When the US and the UK announced the withdrawal of their troops from Afghanistan last summer, the speed of their disentanglement took the world by surprise. In a matter of a few weeks, thousands of Afghans found themselves in the unenviable position of their country reverting to a military type of rule in which they had no guarantees of safety or work, or even life.

We have heard in the news about security personnel, translators and other local contractors who are yet to secure safe passage out of a country whose borders have been all but sealed. We have also heard about the airlifting of thousands of people, and hundreds of dogs. Despite major successes in an evacuation mission that was working against time, criticism was directed to the UK prime minister’s office for allegedly intervening in certain humanitarian rescue efforts.

But what we have not heard about are the many more hundreds of vulnerable people whose exit was not secured despite concerted efforts by some organizations and many individuals in the UK and Europe who were trying to help. One such group that has been largely ignored by the media are Afghan artists, especially musicians. Seemingly peripheral to the general social problems typically given media focus, musicians are not a negligible minority in the population. Afghanistan is home to several ethnic groups whose diverse cultures make for a proliferation of musical styles and repertoires, and a correspondingly large number of people who practice these musical cultures and preserve them.

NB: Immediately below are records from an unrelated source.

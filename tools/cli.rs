use std::path::PathBuf;
use std::process;

use clap::{Parser, Subcommand};
use tmgrammar::{
    BuildOptions, DecompileOptions, Diagnostics, Error, FormatStyle, RawGrammar, Rustfmt,
    Verbatim, build, decompile, import_grammar,
};

#[derive(Debug, Parser)]
#[command(name = "tmgrammar", version, about = "Convert TextMate grammars to and from Rust")]
struct Cli {
    #[command(subcommand)]
    command: Command,
}

#[derive(Debug, Subcommand)]
enum Command {
    /// Turn a JSON grammar into Rust modules, one per repository entry
    Decompile {
        /// Path to a `*.tmLanguage.json` file
        path: PathBuf,
        /// Output directory, cleared before writing
        #[arg(long, default_value = "out")]
        out: PathBuf,
        /// Write the generated code without running rustfmt on it
        #[arg(long)]
        no_format: bool,
        /// rustfmt binary to use
        #[arg(long, value_name = "PROGRAM")]
        rustfmt: Option<String>,
        /// JSON file with rustfmt settings: `edition`, `tab_spaces`, `hard_tabs`, `max_width`
        #[arg(long, value_name = "FILE")]
        style: Option<PathBuf>,
        /// Warn about `#name` includes with no repository entry
        #[arg(long)]
        check_includes: bool,
    },
    /// Import a JSON grammar and write it back, dropping what cannot be represented
    Normalize {
        /// Path to a `*.tmLanguage.json` file
        path: PathBuf,
        /// Output directory, cleared before writing
        #[arg(long, default_value = "dist")]
        out: PathBuf,
        /// Base name of the output file, defaults to the grammar name
        #[arg(long)]
        name: Option<String>,
        /// Copy the `*.json` files of this directory next to the grammar
        #[arg(long, value_name = "DIR")]
        config_dir: Option<PathBuf>,
    },
}

fn print_diagnostics(diagnostics: &Diagnostics) {
    for diagnostic in diagnostics {
        eprintln!("{:?}: {}", diagnostic.severity, diagnostic);
    }
}

fn run(cli: Cli) -> Result<(), Error> {
    match cli.command {
        Command::Decompile {
            path,
            out,
            no_format,
            rustfmt,
            style,
            check_includes,
        } => {
            let options = DecompileOptions::new(out).check_includes(check_includes);
            let options = if no_format {
                options.formatter(Verbatim)
            } else {
                let style = match style {
                    Some(path) => FormatStyle::load_from_file(path)?,
                    None => FormatStyle::default(),
                };
                let formatter = Rustfmt::new(style);
                match rustfmt {
                    Some(program) => options.formatter(formatter.program(program)),
                    None => options.formatter(formatter),
                }
            };

            let report = decompile(&path, &options)?;
            print_diagnostics(&report.diagnostics);
            println!(
                "✓ Decompiled '{}' into {} files",
                report.grammar_name,
                report.written.len()
            );
        }
        Command::Normalize {
            path,
            out,
            name,
            config_dir,
        } => {
            let raw = RawGrammar::load_from_file(&path)?;
            let mut diagnostics = Diagnostics::new();
            let grammar = import_grammar(&raw, &mut diagnostics)?;
            print_diagnostics(&diagnostics);

            let mut options = BuildOptions::new(out);
            if let Some(name) = name {
                options = options.name(name);
            }
            if let Some(dir) = config_dir {
                options = options.config_dir(dir);
            }

            let report = build(&grammar, &options)?;
            println!("✓ Wrote '{}'", report.grammar.display());
            for copied in &report.copied {
                println!("✓ Copied '{}'", copied.display());
            }
        }
    }

    Ok(())
}

fn main() {
    env_logger::Builder::from_env(env_logger::Env::default().default_filter_or("info")).init();

    if let Err(e) = run(Cli::parse()) {
        eprintln!("✗ {e}");
        process::exit(1);
    }
}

Intolerance for all instrumental music and melodic song for nonreligious purposes remains the group’s modus operandi

Tala Jarjour

In Taliban-ruled Afghanistan, music is not tolerated in any shape or form that allows it to take on the name “music.” Readers may remember photos from the 1990s of knotted heaps of magnetic tape pulled out of cassettes and hung on rows of trees along Afghan roads. Such displays, which came to symbolize the Taliban’s antagonistic stance toward music, included broken instruments. Intolerance for all instrumental music and melodic song for nonreligious purposes remains the modus operandi in the Taliban’s view of a righteous society. Musicians caught practicing their profession have been reporting intimidation, violence and, in some cases, brutal beatings. But their biggest concern is the loss of their livelihood.

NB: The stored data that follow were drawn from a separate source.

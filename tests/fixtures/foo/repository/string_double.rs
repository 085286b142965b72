use tmgrammar::{Pattern, Scope};

pub fn string_double() -> Scope {
    Scope {
        begin: Some(Pattern::new(r#"""#).into()),
        end: Some(Pattern::new(r#"""#).into()),
        name: Some("string.quoted.double.foo".into()),
        patterns: Some(vec![
            Scope {
                match_: Some(Pattern::new(r"\\.").into()),
                name: Some("constant.character.escape.foo".into()),
                ..Scope::default()
            },
        ]),
        ..Scope::default()
    }
}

Since the Taliban reassumed power, hundreds, even thousands, of musicians and music teachers are no longer able to work. This is resulting in similarly high numbers of families being left without income or the ability to earn a living. The current Afghan economy is not such that it might allow for the absorption of former musicians into the workforce, especially given their set of skills and the general lack of work opportunities. The reality of the situation is producing states of extreme poverty and suffering for the former musicians and their dependents. Many, especially young children, have been suffering from starvation and the adverse health effects of cold weather.

Two decades of relative cultural freedom in the country revived a generation of tradition-bearers and young professionals who had hopes of a future in all kinds of music in Afghanistan. These included popular music, song and different varieties of instrumental and orchestral ensembles. The early 2000s had brought the opening of new music schools and the reemergence of professional musical training after decades of stagnation.

Being able to practice music publicly opened up possibilities and gave Afghan musicians hope of a future where growth, opportunity and creative productivity seemed conceivable. Suddenly, however, doing their job has become too dangerous in times when the most meager of incomes is necessary to survive. Like many in the vulnerable strata of a beleaguered society, Afghan musicians and their families are, quite literally, left out in the cold.


Tala Jarjour is author of “Sense and Sadness: Syriac Chant in Aleppo.” She is visiting research fellow at King’s College London and associate fellow at Yale College.